Saturday, November 6, 2021

A Destination District High School

Here’s a glimpse into what is happening in American high schools, especially those that are dedicated to improving the education of minority children. Educator Shane Trotter was not prepared to discover how bad things were when he started teaching at one of these schools. (via Maggie’s Farm)

One can see that the children attending his school were lost beyond repair. You can mutter on all you want about more training; it is not going to happen.

One will not, in this post, recall the work being done in charter schools like New York’s Success Academies, but clearly, the work being done there so far exceeds the work in destination district schools that it is absurd even to compare the two. 

Trotter begins:

Ten years ago, I showed up for my first day as a high school teacher. I had landed a job in the best school of what is often called a “destination district.”

What did he find? 

Still, I couldn’t have predicted how unprepared my students would be. They had never taken notes. They were shocked that my test reviews weren’t a list of the questions on the test. They couldn’t understand why I didn’t allow 20 minutes of review before the test, or why a history exam would have sections requiring written responses. In fact, many would just skip the entire short answer and essay sections, despite being given these topics in advance. Those who did respond often wrote single words or incoherent run-ons.

How bad was it?

After their years of schooling in which writing never extended beyond filling in a blank, my expectations were analogous to asking high schoolers to solve algebraic equations when they had not yet learned to multiply and divide. They were capable, but it was going to take a lot of effort to fill in the gaps. Which raises the question, why would a student be willing to put in that much work?

Of course, no one is capable of facing the reality of the situation. So, teachers are required to pass children who can barely read, write or count. Grade inflation is corruption; these schools are wallowing in it:

I compromised more times than I would have ever thought possible. I eliminated homework, allowed test retakes, gave fill-in-the-blank notes, graded essays at a 5th grade level, gave test reviews that were basically the test, and intentionally made tests easy. When there were still too many students failing at the end of a grading period, I went above and beyond to manufacture easy routes to a passing grade so that only a handful of incomprehensibly effort-averse students failed.

One of the biggest challenges for teachers in their quest to give good grades is that test grades tend to be very low. To offset this, teachers give assignments that will raise everyone’s grade (presuming students do them). This usually takes the form of elementary task work where teachers award full credit to everyone who turns the assignment in. Such grades are known as “warranty work.” Like the warranty on your car, they guarantee anything broken is fixed for you. They mitigate bombed tests and ensure that in most on-level classes, any student can get a B without the inconvenience of learning anything.

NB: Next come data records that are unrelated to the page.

//! Aggregation over a template's submissions.
//!
//! Pure computations: the caller loads the submissions, these functions only
//! count. `submitted` is its own bucket since a chainless submission is
//! terminal without anyone having approved it; for templates with a chain it
//! is always zero, so `approved + rejected + pending == total` there.

use serde::Serialize;

use crate::domain::submission::{Decision, Submission, SubmissionStatus};
use crate::domain::template::FormTemplate;

#[derive(Clone, Debug, Default, PartialEq, Serialize)]
pub struct TemplateStats {
    pub total: u64,
    pub approved: u64,
    pub rejected: u64,
    pub submitted: u64,
    pub pending: u64,
    /// Fraction of all submissions that ended approved; 0.0 for an empty set.
    pub approval_rate: f64,
}

pub fn compute_stats(submissions: &[Submission]) -> TemplateStats {
    let mut stats = TemplateStats::default();
    for submission in submissions {
        stats.total += 1;
        match submission.status {
            SubmissionStatus::Approved => stats.approved += 1,
            SubmissionStatus::Rejected => stats.rejected += 1,
            SubmissionStatus::Submitted => stats.submitted += 1,
            SubmissionStatus::Draft | SubmissionStatus::InApproval => stats.pending += 1,
        }
    }
    if stats.total > 0 {
        stats.approval_rate = stats.approved as f64 / stats.total as f64;
    }
    stats
}

/// Decision activity at one chain level.
#[derive(Clone, Debug, PartialEq, Serialize)]
pub struct ApproverLevelStats {
    pub level: u32,
    pub approver_id: String,
    pub approver_name: String,
    pub approved: u64,
    pub rejected: u64,
    /// Submissions currently waiting at this level.
    pub pending: u64,
}

/// Per-level breakdown for a template's chain. Levels with no activity are
/// still reported so the whole chain is visible.
pub fn approver_breakdown(
    template: &FormTemplate,
    submissions: &[Submission],
) -> Vec<ApproverLevelStats> {
    template
        .chain
        .levels()
        .map(|entry| {
            let mut approved = 0;
            let mut rejected = 0;
            let mut pending = 0;
            for submission in submissions {
                for event in &submission.approval_history {
                    if event.level != entry.level {
                        continue;
                    }
                    match event.decision {
                        Decision::Approved => approved += 1,
                        Decision::Rejected => rejected += 1,
                    }
                }
                if submission.status == SubmissionStatus::InApproval
                    && submission.current_level == entry.level
                {
                    pending += 1;
                }
            }
            ApproverLevelStats {
                level: entry.level,
                approver_id: entry.approver_id.clone(),
                approver_name: entry.approver_name.clone(),
                approved,
                rejected,
                pending,
            }
        })
        .collect()
}
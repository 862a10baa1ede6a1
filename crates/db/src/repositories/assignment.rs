use chrono::{DateTime, Utc};
use sqlx::Row;

use formflow_core::domain::assignment::{Assignment, AssignmentId, AssignmentStatus};
use formflow_core::domain::submission::SubmissionId;
use formflow_core::domain::template::TemplateId;

use super::{AssignmentRepository, RepositoryError};
use crate::DbPool;

pub struct SqlAssignmentRepository {
    pool: DbPool,
}

impl SqlAssignmentRepository {
    pub fn new(pool: DbPool) -> Self {
        Self { pool }
    }
}

fn parse_timestamp(value: &str, column: &str) -> Result<DateTime<Utc>, RepositoryError> {
    DateTime::parse_from_rfc3339(value)
        .map(|dt| dt.with_timezone(&Utc))
        .map_err(|e| RepositoryError::Decode(format!("{column}: {e}")))
}

fn row_to_assignment(row: &sqlx::sqlite::SqliteRow) -> Result<Assignment, RepositoryError> {
    let id: String = row.try_get("id").map_err(|e| RepositoryError::Decode(e.to_string()))?;
    let template_id: String =
        row.try_get("template_id").map_err(|e| RepositoryError::Decode(e.to_string()))?;
    let employee_id: String =
        row.try_get("employee_id").map_err(|e| RepositoryError::Decode(e.to_string()))?;
    let status_str: String =
        row.try_get("status").map_err(|e| RepositoryError::Decode(e.to_string()))?;
    let due_date_str: Option<String> =
        row.try_get("due_date").map_err(|e| RepositoryError::Decode(e.to_string()))?;
    let linked_submission_id: Option<String> =
        row.try_get("linked_submission_id").map_err(|e| RepositoryError::Decode(e.to_string()))?;
    let version: i64 =
        row.try_get("version").map_err(|e| RepositoryError::Decode(e.to_string()))?;
    let created_at_str: String =
        row.try_get("created_at").map_err(|e| RepositoryError::Decode(e.to_string()))?;
    let updated_at_str: String =
        row.try_get("updated_at").map_err(|e| RepositoryError::Decode(e.to_string()))?;

    let status = AssignmentStatus::parse(&status_str)
        .ok_or_else(|| RepositoryError::Decode(format!("unknown assignment status `{status_str}`")))?;
    let due_date = match due_date_str {
        Some(value) => Some(parse_timestamp(&value, "due_date")?),
        None => None,
    };

    Ok(Assignment {
        id: AssignmentId(id),
        template_id: TemplateId(template_id),
        employee_id,
        status,
        due_date,
        linked_submission_id: linked_submission_id.map(SubmissionId),
        version: version as u32,
        created_at: parse_timestamp(&created_at_str, "created_at")?,
        updated_at: parse_timestamp(&updated_at_str, "updated_at")?,
    })
}

const SELECT_COLUMNS: &str = "id, template_id, employee_id, status, due_date, \
     linked_submission_id, version, created_at, updated_at";

#[async_trait::async_trait]
impl AssignmentRepository for SqlAssignmentRepository {
    async fn find_by_id(&self, id: &AssignmentId) -> Result<Option<Assignment>, RepositoryError> {
        let row = sqlx::query(&format!("SELECT {SELECT_COLUMNS} FROM assignment WHERE id = ?"))
            .bind(&id.0)
            .fetch_optional(&self.pool)
            .await?;

        match row {
            Some(ref r) => Ok(Some(row_to_assignment(r)?)),
            None => Ok(None),
        }
    }

    async fn insert_many(&self, assignments: Vec<Assignment>) -> Result<(), RepositoryError> {
        let mut tx = self.pool.begin().await?;

        for assignment in &assignments {
            sqlx::query(
                "INSERT INTO assignment (id, template_id, employee_id, status, due_date,
                                         linked_submission_id, version, created_at, updated_at)
                 VALUES (?, ?, ?, ?, ?, ?, ?, ?, ?)",
            )
            .bind(&assignment.id.0)
            .bind(&assignment.template_id.0)
            .bind(&assignment.employee_id)
            .bind(assignment.status.as_str())
            .bind(assignment.due_date.map(|dt| dt.to_rfc3339()))
            .bind(assignment.linked_submission_id.as_ref().map(|id| id.0.clone()))
            .bind(assignment.version)
            .bind(assignment.created_at.to_rfc3339())
            .bind(assignment.updated_at.to_rfc3339())
            .execute(&mut *tx)
            .await?;
        }

        tx.commit().await?;
        Ok(())
    }

    async fn update(&self, assignment: Assignment) -> Result<(), RepositoryError> {
        let expected_version = assignment.version.saturating_sub(1);

        let result = sqlx::query(
            "UPDATE assignment
             SET status = ?, due_date = ?, linked_submission_id = ?, version = ?, updated_at = ?
             WHERE id = ? AND version = ?",
        )
        .bind(assignment.status.as_str())
        .bind(assignment.due_date.map(|dt| dt.to_rfc3339()))
        .bind(assignment.linked_submission_id.as_ref().map(|id| id.0.clone()))
        .bind(assignment.version)
        .bind(assignment.updated_at.to_rfc3339())
        .bind(&assignment.id.0)
        .bind(expected_version)
        .execute(&self.pool)
        .await?;

        if result.rows_affected() == 0 {
            return Err(RepositoryError::VersionConflict {
                entity: "assignment",
                id: assignment.id.0.clone(),
                expected_version,
            });
        }
        Ok(())
    }

    async fn list_by_employee(
        &self,
        employee_id: &str,
    ) -> Result<Vec<Assignment>, RepositoryError> {
        let rows = sqlx::query(&format!(
            "SELECT {SELECT_COLUMNS} FROM assignment
             WHERE employee_id = ? ORDER BY created_at ASC"
        ))
        .bind(employee_id)
        .fetch_all(&self.pool)
        .await?;

        rows.iter().map(row_to_assignment).collect()
    }

    async fn list_by_template(
        &self,
        template_id: &TemplateId,
    ) -> Result<Vec<Assignment>, RepositoryError> {
        let rows = sqlx::query(&format!(
            "SELECT {SELECT_COLUMNS} FROM assignment
             WHERE template_id = ? ORDER BY created_at ASC"
        ))
        .bind(&template_id.0)
        .fetch_all(&self.pool)
        .await?;

        rows.iter().map(row_to_assignment).collect()
    }

    async fn delete(&self, id: &AssignmentId) -> Result<(), RepositoryError> {
        sqlx::query("DELETE FROM assignment WHERE id = ?")
            .bind(&id.0)
            .execute(&self.pool)
            .await?;
        Ok(())
    }
}
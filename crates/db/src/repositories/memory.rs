use std::collections::HashMap;

use tokio::sync::RwLock;

use formflow_core::domain::assignment::{Assignment, AssignmentId};
use formflow_core::domain::submission::{Submission, SubmissionId};
use formflow_core::domain::template::{FormTemplate, TemplateId};

use super::{AssignmentRepository, RepositoryError, SubmissionRepository, TemplateStore};

#[derive(Default)]
pub struct InMemoryTemplateStore {
    templates: RwLock<HashMap<String, FormTemplate>>,
}

#[async_trait::async_trait]
impl TemplateStore for InMemoryTemplateStore {
    async fn find_by_id(&self, id: &TemplateId) -> Result<Option<FormTemplate>, RepositoryError> {
        let templates = self.templates.read().await;
        Ok(templates.get(&id.0).cloned())
    }

    async fn save(&self, template: FormTemplate) -> Result<(), RepositoryError> {
        let mut templates = self.templates.write().await;
        templates.insert(template.id.0.clone(), template);
        Ok(())
    }
}

/// In-memory submission store enforcing the same compare-and-swap contract
/// as the SQL repository, so service-level conflict handling is testable
/// without a database.
#[derive(Default)]
pub struct InMemorySubmissionRepository {
    submissions: RwLock<HashMap<String, Submission>>,
}

#[async_trait::async_trait]
impl SubmissionRepository for InMemorySubmissionRepository {
    async fn find_by_id(&self, id: &SubmissionId) -> Result<Option<Submission>, RepositoryError> {
        let submissions = self.submissions.read().await;
        Ok(submissions.get(&id.0).cloned())
    }

    async fn insert(&self, submission: Submission) -> Result<(), RepositoryError> {
        let mut submissions = self.submissions.write().await;
        submissions.insert(submission.id.0.clone(), submission);
        Ok(())
    }

    async fn update(&self, submission: Submission) -> Result<(), RepositoryError> {
        let expected_version = submission.version.saturating_sub(1);
        let mut submissions = self.submissions.write().await;
        match submissions.get(&submission.id.0) {
            Some(stored) if stored.version == expected_version => {
                submissions.insert(submission.id.0.clone(), submission);
                Ok(())
            }
            _ => Err(RepositoryError::VersionConflict {
                entity: "submission",
                id: submission.id.0.clone(),
                expected_version,
            }),
        }
    }

    async fn list_by_template(
        &self,
        template_id: &TemplateId,
    ) -> Result<Vec<Submission>, RepositoryError> {
        let submissions = self.submissions.read().await;
        let mut matching: Vec<Submission> = submissions
            .values()
            .filter(|s| s.template_id == *template_id)
            .cloned()
            .collect();
        matching.sort_by(|a, b| a.created_at.cmp(&b.created_at));
        Ok(matching)
    }
}

#[derive(Default)]
pub struct InMemoryAssignmentRepository {
    assignments: RwLock<HashMap<String, Assignment>>,
}

#[async_trait::async_trait]
impl AssignmentRepository for InMemoryAssignmentRepository {
    async fn find_by_id(&self, id: &AssignmentId) -> Result<Option<Assignment>, RepositoryError> {
        let assignments = self.assignments.read().await;
        Ok(assignments.get(&id.0).cloned())
    }

    async fn insert_many(&self, batch: Vec<Assignment>) -> Result<(), RepositoryError> {
        let mut assignments = self.assignments.write().await;
        for assignment in batch {
            assignments.insert(assignment.id.0.clone(), assignment);
        }
        Ok(())
    }

    async fn update(&self, assignment: Assignment) -> Result<(), RepositoryError> {
        let expected_version = assignment.version.saturating_sub(1);
        let mut assignments = self.assignments.write().await;
        match assignments.get(&assignment.id.0) {
            Some(stored) if stored.version == expected_version => {
                assignments.insert(assignment.id.0.clone(), assignment);
                Ok(())
            }
            _ => Err(RepositoryError::VersionConflict {
                entity: "assignment",
                id: assignment.id.0.clone(),
                expected_version,
            }),
        }
    }

    async fn list_by_employee(
        &self,
        employee_id: &str,
    ) -> Result<Vec<Assignment>, RepositoryError> {
        let assignments = self.assignments.read().await;
        let mut matching: Vec<Assignment> = assignments
            .values()
            .filter(|a| a.employee_id == employee_id)
            .cloned()
            .collect();
        matching.sort_by(|a, b| a.created_at.cmp(&b.created_at));
        Ok(matching)
    }

    async fn list_by_template(
        &self,
        template_id: &TemplateId,
    ) -> Result<Vec<Assignment>, RepositoryError> {
        let assignments = self.assignments.read().await;
        let mut matching: Vec<Assignment> = assignments
            .values()
            .filter(|a| a.template_id == *template_id)
            .cloned()
            .collect();
        matching.sort_by(|a, b| a.created_at.cmp(&b.created_at));
        Ok(matching)
    }

    async fn delete(&self, id: &AssignmentId) -> Result<(), RepositoryError> {
        let mut assignments = self.assignments.write().await;
        assignments.remove(&id.0);
        Ok(())
    }
}
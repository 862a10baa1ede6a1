use formflow_core::config::{AppConfig, ConfigError, LoadOptions};
use formflow_db::{connect, migrations, DbPool};
use thiserror::Error;
use tracing::info;

pub struct Application {
    pub config: AppConfig,
    pub db_pool: DbPool,
}

#[derive(Debug, Error)]
pub enum BootstrapError {
    #[error(transparent)]
    Config(#[from] ConfigError),
    #[error("database connection failed: {0}")]
    DatabaseConnect(#[source] sqlx::Error),
    #[error("database migration failed: {0}")]
    Migration(#[source] sqlx::migrate::MigrateError),
}

pub async fn bootstrap(options: LoadOptions) -> Result<Application, BootstrapError> {
    let config = AppConfig::load(options)?;
    bootstrap_with_config(config).await
}

pub async fn bootstrap_with_config(config: AppConfig) -> Result<Application, BootstrapError> {
    info!(
        event_name = "system.bootstrap.start",
        correlation_id = "bootstrap",
        "starting application bootstrap"
    );

    let db_pool = connect(&config.database).await.map_err(BootstrapError::DatabaseConnect)?;
    info!(
        event_name = "system.bootstrap.database_connected",
        correlation_id = "bootstrap",
        "database connection established"
    );

    migrations::run_pending(&db_pool).await.map_err(BootstrapError::Migration)?;
    info!(
        event_name = "system.bootstrap.migrations_applied",
        correlation_id = "bootstrap",
        "database migrations applied"
    );

    Ok(Application { config, db_pool })
}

This is the same educational system that was roundly rejected by voters in Virginia and across America last Tuesday.


IamDevo said...

I searched in vain for a clue to the ethnic composition of this so-called magnet school. Anybody know? I'm going out on a limb here, and postulate it does not have a preponderance of asian students. Or Jewish students or whi....... Oooopsies! Can't go there. Sorry.

Sam L. said...

It was many years ago when I was graduated from high school, so I have to count on my fingers...DANG! It was '61!

So now the stupid are being passed on from year to year...

Sam L. said...

I am reminded of a science fiction book by Cyril Kornbluth, entitled "The Marching Morons", which I read many years ago, and more recently. You could look it up.